Task to complete: Your output should be the lines from the start of the data through the line containing "let mut expected = UserDirectory::new();", exactly and nothing more.

(Dataset entries)
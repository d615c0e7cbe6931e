mod common;

use common::Board;
use system::euclid::point2;
use system::{ChatLine, ClientEvent, Presence, ServerEvent, UserDirectory};

#[test]
fn it_converges_presence_on_join() {
    let mut board = Board::new();
    let alice = board.join(Some("Alice"), 800.0, 600.0);
    let bob = board.join(Some("Bob"), 400.0, 300.0);

    let mut expected = UserDirectory::new();
    expected.insert(alice, Presence { name: "Alice".into() });
    expected.insert(bob, Presence { name: "Bob".into() });

    for id in &[alice, bob] {
        assert_eq!(
            board.received(id).last(),
            Some(&ServerEvent::UpdateUsers(expected.clone()))
        );
    }
    assert_eq!(board.client(&alice).cursors()[&bob].name, "Bob");
    assert_eq!(board.client(&bob).cursors()[&alice].name, "Alice");
    assert!(!board.client(&alice).cursors().contains_key(&alice));
}

#[test]
fn it_replays_strokes_proportionally_on_smaller_canvas() {
    let mut board = Board::new();
    let alice = board.join(Some("Alice"), 800.0, 600.0);
    let bob = board.join(Some("Bob"), 400.0, 300.0);

    let client = board.client_mut(&alice);
    client.press(point2(400.0, 300.0));
    let event = client.move_to(point2(480.0, 300.0)).expect("");
    client.release();
    board.send(alice, event);

    assert_eq!(board.client(&alice).canvas().marks, vec!["Draw 400,300-480,300"]);
    assert_eq!(board.client(&bob).canvas().marks, vec!["Draw 200,150-240,150"]);
    // sender never hears its own stroke
    assert!(!board
        .received(&alice)
        .iter()
        .any(|e| matches!(e, ServerEvent::Drawing(_))));
}

#[test]
fn it_mirrors_clear_and_undo_signals_against_local_history() {
    let mut board = Board::new();
    let alice = board.join(Some("Alice"), 800.0, 600.0);
    let bob = board.join(Some("Bob"), 800.0, 600.0);

    let event = board.client_mut(&alice).stamp(point2(100.0, 150.0), "star");
    board.send(alice, event);
    assert_eq!(board.client(&bob).canvas().marks, vec!["star 100,150"]);

    let event = board.client_mut(&alice).clear();
    board.send(alice, event);
    assert!(board.client(&bob).canvas().marks.is_empty());
    assert_eq!(board.client(&bob).history().len(), 2);

    let event = board.client_mut(&alice).undo().expect("");
    board.send(alice, event);
    assert_eq!(board.client(&alice).canvas().marks, vec!["star 100,150"]);
    // bob never snapshotted the remote stamp, so his undo lands on the blank
    // canvas: peers' histories are independent
    assert!(board.client(&bob).canvas().marks.is_empty());
    assert_eq!(board.client(&bob).history().index(), 0);
}

#[test]
fn it_tracks_cursors_and_drops_them_on_leave() {
    let mut board = Board::new();
    let alice = board.join(Some("Alice"), 800.0, 600.0);
    let bob = board.join(Some("Bob"), 800.0, 600.0);
    let carol = board.join(None, 800.0, 600.0);

    let event = board.client(&bob).cursor_moved(point2(15.0, 25.0));
    board.send(bob, event);
    assert_eq!(
        board.client(&alice).cursors()[&bob].position,
        Some(point2(15.0, 25.0))
    );
    assert_eq!(board.client(&carol).cursors()[&bob].position, Some(point2(15.0, 25.0)));

    board.leave(&bob);
    for id in &[alice, carol] {
        let notices = board
            .received(id)
            .iter()
            .filter(|e| **e == ServerEvent::UserDisconnected(bob))
            .count();
        assert_eq!(notices, 1);
        assert!(!board.client(id).cursors().contains_key(&bob));
    }
    assert!(!board.relay.registry().contains(&bob));
}

#[test]
fn it_names_chat_senders() {
    let mut board = Board::new();
    let alice = board.join(Some("Alice"), 800.0, 600.0);
    let bob = board.join(Some("  "), 800.0, 600.0);

    let event = board.client_mut(&bob).send_chat("hi all").expect("");
    board.send(bob, event);
    assert_eq!(
        board.client(&alice).chat_log(),
        &[ChatLine {
            name: "Anonymous".into(),
            message: "hi all".into()
        }]
    );

    board.send(alice, ClientEvent::ChatMessage("hey".into()));
    assert_eq!(board.client(&bob).chat_log()[1].name, "Alice");
}

#[test]
fn it_shows_blank_canvas_to_late_joiner() {
    let mut board = Board::new();
    let alice = board.join(Some("Alice"), 800.0, 600.0);

    let client = board.client_mut(&alice);
    client.press(point2(0.0, 0.0));
    let event = client.move_to(point2(10.0, 10.0)).expect("");
    board.send(alice, event);

    let bob = board.join(Some("Bob"), 800.0, 600.0);
    assert!(board.client(&bob).canvas().marks.is_empty());
}

#[test]
fn it_relays_frames_with_null_and_mistyped_fields() {
    let mut board = Board::new();
    let alice = board.join(Some("Alice"), 800.0, 600.0);
    let bob = board.join(Some("Bob"), 400.0, 300.0);

    board.send_raw(
        alice,
        r#"{"event":"drawing","data":{"x0":null,"y0":"0.5","x1":0.25,"y1":true,"color":0,"size":"wide","op":null}}"#,
    );
    assert_eq!(board.client(&bob).canvas().marks, vec!["Draw 0,150-100,0"]);

    board.send_raw(alice, r#"{"event":"doodle","data":{"x":0.5,"y":null,"doodle":3}}"#);
    assert_eq!(board.client(&bob).canvas().marks[1], "? 200,0");

    board.send_raw(bob, r#"{"event":"cursorMove","data":{"x":null,"y":20}}"#);
    assert_eq!(
        board.client(&alice).cursors()[&bob].position,
        Some(point2(0.0, 20.0))
    );

    board.send_raw(bob, r#"{"event":"chatMessage","data":42}"#);
    assert_eq!(
        board.client(&alice).chat_log(),
        &[ChatLine {
            name: "Bob".into(),
            message: "42".into()
        }]
    );
}
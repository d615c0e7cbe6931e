use std::collections::HashMap;
use system::{ConnectionId, ServerEvent};
use tokio::sync::mpsc::error::TrySendError;

pub type ConnectionTx = tokio::sync::mpsc::Sender<ServerEvent>;

pub struct ConnectionTxStorage {
    connection_txs: HashMap<ConnectionId, ConnectionTx>,
}

impl ConnectionTxStorage {
    pub fn new() -> Self {
        Self {
            connection_txs: HashMap::new(),
        }
    }

    pub fn insert(&mut self, connection_id: ConnectionId, tx: ConnectionTx) {
        self.connection_txs.insert(connection_id, tx);
    }

    /// Never waits: a connection whose buffer is full misses this event.
    pub fn send(&self, to: &ConnectionId, message: ServerEvent) {
        if let Some(tx) = self.connection_txs.get(to) {
            match tx.try_send(message) {
                Ok(()) => {}
                Err(TrySendError::Full(message)) => {
                    log::warn!("Connection {} is lagging, dropped {:?}", to, message);
                }
                Err(TrySendError::Closed(_)) => {
                    log::debug!("Connection {} already closed", to);
                }
            }
        } else {
            log::warn!("No egress channel for connection {}", to);
        }
    }

    pub fn remove(&mut self, connection_id: &ConnectionId) -> Option<ConnectionTx> {
        self.connection_txs.remove(connection_id)
    }

    pub fn len(&self) -> usize {
        self.connection_txs.len()
    }

    pub fn is_empty(&self) -> bool {
        self.connection_txs.is_empty()
    }
}
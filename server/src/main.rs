use actix_web::{middleware, web, App, HttpServer};

use whiteboard_server::config::ServerConfig;
use whiteboard_server::handlers;
use whiteboard_server::server::spawn_server;

#[actix_web::main]
async fn main() -> std::io::Result<()> {
    env_logger::Builder::from_env(env_logger::Env::default().default_filter_or("info")).init();

    let config = ServerConfig::from_env()
        .map_err(|err| std::io::Error::new(std::io::ErrorKind::InvalidInput, err))?;
    let srv_tx = spawn_server(config.channel_capacity);

    let (host, port) = config.bind_address();
    log::info!("Listening on {}:{}", host, port);

    HttpServer::new(move || {
        App::new()
            .wrap(handlers::cors(&config))
            .wrap(middleware::Logger::default())
            .app_data(web::Data::new(srv_tx.clone()))
            .configure(handlers::root)
    })
    .bind((host.as_str(), port))?
    .run()
    .await
}
use thiserror::Error;

pub const DEFAULT_HOST: &str = "127.0.0.1";
pub const DEFAULT_PORT: u16 = 8080;
pub const DEFAULT_CHANNEL_CAPACITY: usize = 64;

#[derive(Debug, Error, PartialEq)]
pub enum ConfigError {
    #[error("{key} must be a number, got {value:?}")]
    InvalidNumber { key: &'static str, value: String },
    #[error("{key} must be greater than zero")]
    Zero { key: &'static str },
}

#[derive(Debug, Clone, PartialEq)]
pub struct ServerConfig {
    pub host: String,
    pub port: u16,
    /// Single origin allowed by CORS. Any origin when unset.
    pub allowed_origin: Option<String>,
    /// Bound of the command channel into the server loop.
    pub channel_capacity: usize,
}

impl std::default::Default for ServerConfig {
    fn default() -> Self {
        Self {
            host: DEFAULT_HOST.to_owned(),
            port: DEFAULT_PORT,
            allowed_origin: None,
            channel_capacity: DEFAULT_CHANNEL_CAPACITY,
        }
    }
}

fn parse_number<T: std::str::FromStr>(key: &'static str, value: String) -> Result<T, ConfigError> {
    value
        .trim()
        .parse()
        .map_err(|_| ConfigError::InvalidNumber { key, value })
}

impl ServerConfig {
    pub fn from_env() -> Result<Self, ConfigError> {
        Self::from_lookup(|key| std::env::var(key).ok())
    }

    /// Reads settings through `lookup`, keeping defaults for absent or empty keys.
    pub fn from_lookup<F>(lookup: F) -> Result<Self, ConfigError>
    where
        F: Fn(&str) -> Option<String>,
    {
        let get = |key: &str| lookup(key).filter(|v| !v.trim().is_empty());
        let mut config = Self::default();

        if let Some(host) = get("WHITEBOARD_HOST") {
            config.host = host;
        }
        if let Some(port) = get("PORT") {
            config.port = parse_number("PORT", port)?;
        }
        config.allowed_origin = get("WHITEBOARD_ALLOWED_ORIGIN");
        if let Some(capacity) = get("WHITEBOARD_CHANNEL_CAPACITY") {
            config.channel_capacity = parse_number("WHITEBOARD_CHANNEL_CAPACITY", capacity)?;
            if config.channel_capacity == 0 {
                return Err(ConfigError::Zero {
                    key: "WHITEBOARD_CHANNEL_CAPACITY",
                });
            }
        }

        Ok(config)
    }

    pub fn bind_address(&self) -> (String, u16) {
        (self.host.clone(), self.port)
    }
}
use euclid::{Point2D, Rect, Size2D};

/// Identity of a live connection. Assigned by the relay on connect and
/// meaningless once the connection is gone.
pub type ConnectionId = uuid::Uuid;

/// Pixel space of a client's own drawing surface.
#[derive(Debug, Clone, Copy, PartialEq)]
pub struct CanvasSpace;

/// Canvas space divided by canvas dimensions. Both axes run from 0 to 1.
#[derive(Debug, Clone, Copy, PartialEq)]
pub struct NormalizedSpace;

/// On-screen pixels, relative to the page or the displayed canvas element.
#[derive(Debug, Clone, Copy, PartialEq)]
pub struct ViewportSpace;

pub type CanvasPoint = Point2D<f64, CanvasSpace>;
pub type CanvasSize = Size2D<f64, CanvasSpace>;
pub type NormalizedPoint = Point2D<f64, NormalizedSpace>;
pub type ViewportPoint = Point2D<f64, ViewportSpace>;
pub type ViewportRect = Rect<f64, ViewportSpace>;
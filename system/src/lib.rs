pub extern crate euclid;
pub extern crate serde;
pub extern crate serde_json;
pub extern crate uuid;

mod client_agent;
pub mod geometry;
mod history;
mod message;
mod traits;
mod types;

pub use client_agent::*;
pub use history::*;
pub use message::*;
pub use traits::*;
pub use types::*;
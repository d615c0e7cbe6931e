use crate::session_registry::SessionRegistry;
use system::{ChatLine, ClientEvent, ConnectionId, CursorMoved, ServerEvent};

/// An event addressed to one connection.
#[derive(Debug, Clone, PartialEq)]
pub struct Outbound {
    pub to: ConnectionId,
    pub event: ServerEvent,
}

/// Decides who receives what. Holds no canvas content: a late joiner only
/// sees what is drawn after it connected.
pub struct Relay {
    // connect order; fan-out follows it
    connections: Vec<ConnectionId>,
    registry: SessionRegistry,
}

impl Relay {
    pub fn new() -> Self {
        Self {
            connections: Vec::new(),
            registry: SessionRegistry::new(),
        }
    }

    pub fn connect(&mut self, connection_id: ConnectionId) -> Vec<Outbound> {
        if !self.connections.contains(&connection_id) {
            self.connections.push(connection_id);
            log::info!(
                "Connection {} connected ({} live)",
                connection_id,
                self.connections.len()
            );
        }
        vec![Outbound {
            to: connection_id,
            event: ServerEvent::Connected { id: connection_id },
        }]
    }

    /// Forgets the connection and tells everyone left. Unknown ids produce nothing,
    /// so a repeated disconnect is announced only once.
    pub fn disconnect(&mut self, connection_id: &ConnectionId) -> Vec<Outbound> {
        let position = match self.connections.iter().position(|c| c == connection_id) {
            Some(position) => position,
            None => return Vec::new(),
        };
        self.connections.remove(position);
        self.registry.unregister(connection_id);
        log::info!(
            "Connection {} disconnected ({} live)",
            connection_id,
            self.connections.len()
        );
        self.broadcast(
            ServerEvent::UserDisconnected(*connection_id),
            Some(connection_id),
        )
    }

    pub fn handle(&mut self, from: &ConnectionId, event: ClientEvent) -> Vec<Outbound> {
        if !self.connections.contains(from) {
            log::warn!("Dropping event from unknown connection {}", from);
            return Vec::new();
        }
        match event {
            ClientEvent::UserConnected(name) => {
                self.registry.register(*from, name.as_deref());
                self.broadcast(ServerEvent::UpdateUsers(self.registry.snapshot()), None)
            }
            ClientEvent::CursorMove(position) => self.broadcast(
                ServerEvent::CursorMoved(CursorMoved {
                    id: *from,
                    x: position.x,
                    y: position.y,
                }),
                Some(from),
            ),
            ClientEvent::Drawing(segment) => {
                self.broadcast(ServerEvent::Drawing(segment), Some(from))
            }
            ClientEvent::Doodle(stamp) => self.broadcast(ServerEvent::Doodle(stamp), Some(from)),
            ClientEvent::Clear => self.broadcast(ServerEvent::Clear, Some(from)),
            ClientEvent::Undo => self.broadcast(ServerEvent::Undo, Some(from)),
            ClientEvent::Redo => self.broadcast(ServerEvent::Redo, Some(from)),
            ClientEvent::ChatMessage(message) => {
                let name = self.registry.name_of(from).to_owned();
                self.broadcast(
                    ServerEvent::ChatMessage(ChatLine { name, message }),
                    Some(from),
                )
            }
        }
    }

    fn broadcast(&self, event: ServerEvent, without: Option<&ConnectionId>) -> Vec<Outbound> {
        self.connections
            .iter()
            .filter(|connection_id| without.map_or(true, |w| w != *connection_id))
            .map(|connection_id| Outbound {
                to: *connection_id,
                event: event.clone(),
            })
            .collect()
    }

    pub fn connection_ids(&self) -> &[ConnectionId] {
        &self.connections
    }

    pub fn registry(&self) -> &SessionRegistry {
        &self.registry
    }
}

impl std::default::Default for Relay {
    fn default() -> Self {
        Self::new()
    }
}
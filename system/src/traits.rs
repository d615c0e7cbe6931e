use crate::message::CompositeOp;
use crate::types::{CanvasPoint, CanvasSize};

/// Pixel surface a client paints on.
pub trait Canvas {
    fn size(&self) -> CanvasSize;

    fn stroke_segment(
        &mut self,
        from: CanvasPoint,
        to: CanvasPoint,
        color: Option<&str>,
        width: Option<f64>,
        op: CompositeOp,
    );

    fn stamp_glyph(
        &mut self,
        at: CanvasPoint,
        glyph: Option<&str>,
        color: Option<&str>,
        size: Option<f64>,
    );

    fn clear(&mut self);
}

/// Full-raster capture and restore, used by the undo/redo history.
pub trait SnapshotSource {
    type Snapshot: Clone;

    fn capture_full_canvas(&self) -> Self::Snapshot;

    fn restore_full_canvas(&mut self, snapshot: &Self::Snapshot);
}
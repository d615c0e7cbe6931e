use crate::geometry::{denormalize, normalize};
use crate::types::*;
use euclid::point2;
use serde::{Deserialize, Deserializer, Serialize};
use std::collections::HashMap;

/// Display name used for connections that never announced a usable one.
pub const ANONYMOUS: &str = "Anonymous";

/// Trims a self-reported name, falling back to [`ANONYMOUS`] when nothing is left.
pub fn display_name(name: Option<&str>) -> String {
    match name.map(str::trim) {
        Some(name) if !name.is_empty() => name.to_owned(),
        _ => ANONYMOUS.to_owned(),
    }
}

#[derive(Debug, Clone, Copy, PartialEq, Eq, Serialize, Deserialize)]
#[serde(rename_all = "lowercase")]
pub enum CompositeOp {
    /// Paint over existing pixels.
    #[serde(alias = "source-over")]
    Draw,
    /// Punch transparency through existing pixels.
    #[serde(alias = "destination-out")]
    Erase,
}

impl std::default::Default for CompositeOp {
    fn default() -> Self {
        CompositeOp::Draw
    }
}

// Payload fields come straight from browser clients: `NaN` arrives as
// `null`, slider values arrive as strings. Undecodable values fall back to
// defaults instead of failing the whole frame.

fn lenient_value<'de, D>(deserializer: D) -> Result<Option<serde_json::Value>, D::Error>
where
    D: Deserializer<'de>,
{
    Option::<serde_json::Value>::deserialize(deserializer)
}

fn finite(n: f64) -> Option<f64> {
    if n.is_finite() {
        Some(n)
    } else {
        None
    }
}

fn lenient_number<'de, D>(deserializer: D) -> Result<Option<f64>, D::Error>
where
    D: Deserializer<'de>,
{
    Ok(lenient_value(deserializer)?.and_then(|v| match v {
        serde_json::Value::Number(n) => n.as_f64(),
        serde_json::Value::String(s) => s.trim().parse().ok().and_then(finite),
        _ => None,
    }))
}

fn lenient_coordinate<'de, D>(deserializer: D) -> Result<f64, D::Error>
where
    D: Deserializer<'de>,
{
    Ok(lenient_number(deserializer)?.unwrap_or(0.0))
}

fn lenient_string<'de, D>(deserializer: D) -> Result<Option<String>, D::Error>
where
    D: Deserializer<'de>,
{
    Ok(lenient_value(deserializer)?.and_then(|v| match v {
        serde_json::Value::String(s) => Some(s),
        _ => None,
    }))
}

fn lenient_op<'de, D>(deserializer: D) -> Result<CompositeOp, D::Error>
where
    D: Deserializer<'de>,
{
    Ok(lenient_value(deserializer)?
        .and_then(|v| serde_json::from_value(v).ok())
        .unwrap_or_default())
}

// Chat text is shown as-is; anything that is not a string is shown as its JSON.
fn lenient_text<'de, D>(deserializer: D) -> Result<String, D::Error>
where
    D: Deserializer<'de>,
{
    Ok(match lenient_value(deserializer)? {
        Some(serde_json::Value::String(s)) => s,
        Some(serde_json::Value::Null) | None => String::new(),
        Some(other) => other.to_string(),
    })
}

/// One line stroke sample. Coordinates are ratios of the sender's canvas.
#[derive(Debug, Clone, PartialEq, Serialize, Deserialize)]
pub struct Segment {
    #[serde(default, deserialize_with = "lenient_coordinate")]
    pub x0: f64,
    #[serde(default, deserialize_with = "lenient_coordinate")]
    pub y0: f64,
    #[serde(default, deserialize_with = "lenient_coordinate")]
    pub x1: f64,
    #[serde(default, deserialize_with = "lenient_coordinate")]
    pub y1: f64,
    #[serde(
        default,
        deserialize_with = "lenient_string",
        skip_serializing_if = "Option::is_none"
    )]
    pub color: Option<String>,
    #[serde(
        default,
        deserialize_with = "lenient_number",
        skip_serializing_if = "Option::is_none"
    )]
    pub size: Option<f64>,
    #[serde(default, deserialize_with = "lenient_op")]
    pub op: CompositeOp,
}

impl Segment {
    pub fn between(
        from: CanvasPoint,
        to: CanvasPoint,
        canvas: CanvasSize,
        color: Option<String>,
        size: Option<f64>,
        op: CompositeOp,
    ) -> Self {
        let from = normalize(from, canvas);
        let to = normalize(to, canvas);
        Self {
            x0: from.x,
            y0: from.y,
            x1: to.x,
            y1: to.y,
            color,
            size,
            op,
        }
    }

    /// End points in pixels of the given (local) canvas.
    pub fn endpoints(&self, canvas: CanvasSize) -> (CanvasPoint, CanvasPoint) {
        (
            denormalize(point2(self.x0, self.y0), canvas),
            denormalize(point2(self.x1, self.y1), canvas),
        )
    }
}

/// A single discrete glyph mark, normalized like [`Segment`].
#[derive(Debug, Clone, PartialEq, Serialize, Deserialize)]
pub struct Stamp {
    #[serde(default, deserialize_with = "lenient_coordinate")]
    pub x: f64,
    #[serde(default, deserialize_with = "lenient_coordinate")]
    pub y: f64,
    #[serde(
        default,
        deserialize_with = "lenient_string",
        skip_serializing_if = "Option::is_none"
    )]
    pub doodle: Option<String>,
    #[serde(
        default,
        deserialize_with = "lenient_string",
        skip_serializing_if = "Option::is_none"
    )]
    pub color: Option<String>,
    #[serde(
        default,
        deserialize_with = "lenient_number",
        skip_serializing_if = "Option::is_none"
    )]
    pub size: Option<f64>,
}

impl Stamp {
    pub fn at(
        point: CanvasPoint,
        canvas: CanvasSize,
        doodle: Option<String>,
        color: Option<String>,
        size: Option<f64>,
    ) -> Self {
        let n = normalize(point, canvas);
        Self {
            x: n.x,
            y: n.y,
            doodle,
            color,
            size,
        }
    }

    pub fn position(&self, canvas: CanvasSize) -> CanvasPoint {
        denormalize(point2(self.x, self.y), canvas)
    }
}

/// Pointer position in viewport pixels. Not normalized.
#[derive(Debug, Clone, Copy, PartialEq, Serialize, Deserialize)]
pub struct CursorMove {
    #[serde(default, deserialize_with = "lenient_coordinate")]
    pub x: f64,
    #[serde(default, deserialize_with = "lenient_coordinate")]
    pub y: f64,
}

#[derive(Debug, Clone, Copy, PartialEq, Serialize, Deserialize)]
pub struct CursorMoved {
    pub id: ConnectionId,
    pub x: f64,
    pub y: f64,
}

#[derive(Debug, Clone, PartialEq, Eq, Serialize, Deserialize)]
pub struct Presence {
    pub name: String,
}

/// Every registered connection and its presence record.
pub type UserDirectory = HashMap<ConnectionId, Presence>;

#[derive(Debug, Clone, PartialEq, Eq, Serialize, Deserialize)]
pub struct ChatLine {
    pub name: String,
    pub message: String,
}

/// Events a client sends to the relay.
#[derive(Debug, Clone, PartialEq, Serialize, Deserialize)]
#[serde(tag = "event", content = "data", rename_all = "camelCase")]
pub enum ClientEvent {
    UserConnected(#[serde(deserialize_with = "lenient_string")] Option<String>),
    CursorMove(CursorMove),
    Drawing(Segment),
    Doodle(Stamp),
    Clear,
    Undo,
    Redo,
    ChatMessage(#[serde(deserialize_with = "lenient_text")] String),
}

/// Events the relay sends to a client.
#[derive(Debug, Clone, PartialEq, Serialize, Deserialize)]
#[serde(tag = "event", content = "data", rename_all = "camelCase")]
pub enum ServerEvent {
    /// First event on every connection; tells the client its own id.
    Connected { id: ConnectionId },
    UpdateUsers(UserDirectory),
    UserDisconnected(ConnectionId),
    CursorMoved(CursorMoved),
    Drawing(Segment),
    Doodle(Stamp),
    Clear,
    Undo,
    Redo,
    ChatMessage(ChatLine),
}

impl ClientEvent {
    pub fn from_json(text: &str) -> Result<Self, serde_json::Error> {
        serde_json::from_str(text)
    }

    pub fn to_json(&self) -> Result<String, serde_json::Error> {
        serde_json::to_string(self)
    }
}

impl ServerEvent {
    pub fn from_json(text: &str) -> Result<Self, serde_json::Error> {
        serde_json::from_str(text)
    }

    pub fn to_json(&self) -> Result<String, serde_json::Error> {
        serde_json::to_string(self)
    }
}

Answer to this exercise:
repository d615c0e7cbe6931e
mod common;

use common::Board;
use system::euclid::point2;
use system::{ChatLine, ClientEvent, Presence, ServerEvent, UserDirectory};

#[test]
fn it_converges_presence_on_join() {
    let mut board = Board::new();
    let alice = board.join(Some("Alice"), 800.0, 600.0);
    let bob = board.join(Some("Bob"), 400.0, 300.0);

    let mut expected = UserDirectory::new();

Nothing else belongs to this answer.